Jerry Goldstone, MD, an adjunct professor at Stanford University College of Medicine, pored over some of the most important developments in the field since the founding of the SVS in 1946, an occurrence which set the stage for the modern vascular surgical specialty.
“When the 31 founding members were gathered for their first meeting in 1947, how could they possibly have imagined what vascular surgery is like today,” Goldstone told Vascular Specialist. “They formed this organization because there was no organization devoted to vascular surgery. Most were general surgeons with a special interest in vascular, some were cardiac people with a special interest in vascular.”
What they helped shape yielded some tremendously important advances over the years, minting vascular surgery as a bona fide, standalone specialty in its own right, Goldstone told VAM 2025. After canvassing colleagues in the field, he landed on “about 10 of the
most important things that got us from 0 to a place, now, where there is one big society, 6,000 members, our own journals, recognition internationally, good science,”
he explained.
Among the topics he charted were the formation of the SVS and its merger with the American Association for Vascular Surgery (AAVS), previously the North American Chapter, International Society for Cardiovascular Surgery (NA-ISCVS); the development of grafts; the coming of the vascular lab and duplex ultrasound; carotid endarterectomy (CEA); two innovations in venous disease in the shape of the Greenfield filter for pulmonary embolism (PE) and laser ablation of the great saphenous vein; the founding of the Journal of Vascular Surgery (JVS); and the birth of the vascular surgery fellowship.
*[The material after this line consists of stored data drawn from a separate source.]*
// SPDX-FileCopyrightText: 2026 Parley Contributors
// SPDX-License-Identifier: MIT OR Apache-2.0

//! Transport adapter contract: the socket connection plus the HTTP fallback.

use async_trait::async_trait;
use std::sync::Arc;

use crate::error::ParleyError;
use crate::form::{Field, Form};
use crate::types::{
    ChatConfig, ChatInit, Feedback, FileInfo, Message, OfflineForm, OfflineFormSettings,
};

/// Low-level protocol events raised by the transport adapter.
///
/// The engine consumes these via [`ChatApi::next_event`] on its background
/// task and translates them into state changes and observer events.
#[derive(Debug, Clone)]
pub enum TransportEvent {
    Connected,
    Disconnected,
    /// The server rejected the session token; the engine re-issues init.
    TokenError,
    /// Init handshake completed with a chat session.
    ChatInited(ChatInit),
    /// A batch of decoded messages. `historical` marks an old page being
    /// prepended; live messages are appended.
    MessagesReceived {
        messages: Vec<Message>,
        historical: bool,
    },
    /// An in-place update, e.g. a client message confirmed by its echo.
    MessageUpdated(Message),
    /// The server acknowledged a feedback submission.
    Feedback,
    /// Init handshake completed, but the server expects an offline form.
    OfflineForm {
        settings: OfflineFormSettings,
        init: ChatInit,
    },
    /// The client profile was accepted; queued init message may be sent.
    SetEmailSuccess,
    /// A transport-level failure, forwarded to the exception stream.
    Error(Arc<ParleyError>),
}

/// The transport adapter seam: persistent socket plus HTTP fallback.
///
/// Implementations must be cheap to share (`Arc`) and internally serialize
/// access to the underlying socket. All methods that write to the socket
/// return [`ParleyError::Disconnected`] when no connection is up.
#[async_trait]
pub trait ChatApi: Send + Sync {
    /// Opens the socket connection and begins emitting events. Safe to call
    /// again after a disconnect.
    async fn connect(
        &self,
        url: &str,
        token: Option<&str>,
        config: &ChatConfig,
    ) -> Result<(), ParleyError>;

    /// Tears down the socket. Idempotent.
    async fn disconnect(&self);

    fn is_connected(&self) -> bool;

    /// Returns the next transport event, or `None` once the transport has
    /// been released for good.
    async fn next_event(&self) -> Option<TransportEvent>;

    /// Re-issues the init handshake on the live socket (token recovery).
    async fn init_chat(&self, config: &ChatConfig, token: Option<&str>) -> Result<(), ParleyError>;

    /// Sends a text message over the socket, tagged with its local id.
    async fn send_text(&self, text: &str, local_id: i64) -> Result<(), ParleyError>;

    /// Submits feedback for an agent message over the socket.
    async fn send_feedback(&self, message_id: i64, feedback: Feedback) -> Result<(), ParleyError>;

    /// Uploads a file via HTTP multipart, tagged with its local id.
    async fn upload_file(
        &self,
        config: &ChatConfig,
        token: &str,
        file: &FileInfo,
        local_id: i64,
    ) -> Result<(), ParleyError>;

    /// Pushes the client profile (email/name/phone/note) via HTTP.
    async fn set_client(&self, config: &ChatConfig) -> Result<(), ParleyError>;

    /// Submits an offline form via HTTP.
    async fn send_offline_form(
        &self,
        config: &ChatConfig,
        form: &OfflineForm,
    ) -> Result<(), ParleyError>;

    /// Submits the configured additional profile fields via HTTP.
    async fn send_additional_fields(
        &self,
        config: &ChatConfig,
        token: &str,
        fields: Vec<(i64, String)>,
    ) -> Result<(), ParleyError>;

    /// Requests the page of messages preceding `oldest_message_id`. The page
    /// itself arrives as a `MessagesReceived { historical: true }` event;
    /// the returned flag is whether more pages remain.
    async fn load_previous_messages(
        &self,
        config: &ChatConfig,
        token: &str,
        oldest_message_id: i64,
    ) -> Result<bool, ParleyError>;

    /// Creates a chat out of band and returns the assigned client token.
    async fn create_chat(&self, config: &ChatConfig, api_token: &str) -> Result<String, ParleyError>;

    /// Loads server-side definitions for the given form's non-text fields.
    async fn load_form(
        &self,
        config: &ChatConfig,
        token: &str,
        form: &Form,
    ) -> Result<Vec<Field>, ParleyError>;

    /// Submits a validated form. Returns once the server confirms.
    async fn send_form(
        &self,
        config: &ChatConfig,
        token: &str,
        form: &Form,
    ) -> Result<(), ParleyError>;

    /// Permanently shuts the transport down; `next_event` returns `None`.
    async fn release(&self);
}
For one, the merger that created the modern SVS in 2003 brought together a society that was exclusive with one that bore a larger, more unlimited membership base “into one
big organization that has 6,000 members.”
That’s one of the major developments, Goldstone related. But much earlier, the development of grafts brought vascular surgery from a place of few repair options to one in which, from the early 1950s, a vein graft became available for the lower extremity, continuing on with further developments for larger vessels. The coming of the first textile graft emerged and “changed everything,” Goldstone continued. “So now, by the mid-50s, we’ve got grafts that can basically repair any artery anywhere—that’s a huge jump forward for the profession.”
The vascular lab and duplex ultrasound machine, meanwhile, “literally changed the nature of the diagnosis,” he said. They brought diagnosis directly into the hands of vascular surgeons, now with the tools in their offices. “You get real anatomic information, and at the time all of this was going on, angiography existed, but it’s risky, painful, expensive and it’s a little complicated. So, now [with the lab and ultrasound], we have non-invasive things that allow for better diagnosis, follow-up and management of patients.”
The rise of CEA helped push the vascular specialty further forward, Goldstone said. “After all, we are a surgical specialty, and known by the operations we do, and one of the most common and distinctive is CEA,” he explained. “It put vascular surgeons into contact with other people, in other specialties, and elevated the profession beyond its own little cocoon, as maybe a little different from general surgery. It put vascular surgery as a profession on the map in a broader sense.”
Goldstone also focused on important developments in venous disease treatment, referencing how the surgeon for whom the lecture is named, John Homans, MD, had a special interest in veins. “One was the Greenfield filter, because PE is still a common problem and still can be deadly,” he noted. “In the old days, they were tying off veins to prevent clots from going to the lung, and there had been a bunch of efforts to do things to the vena cava that didn’t work very well, and then Greenfield came up with this filter that really changed the management of that condition.”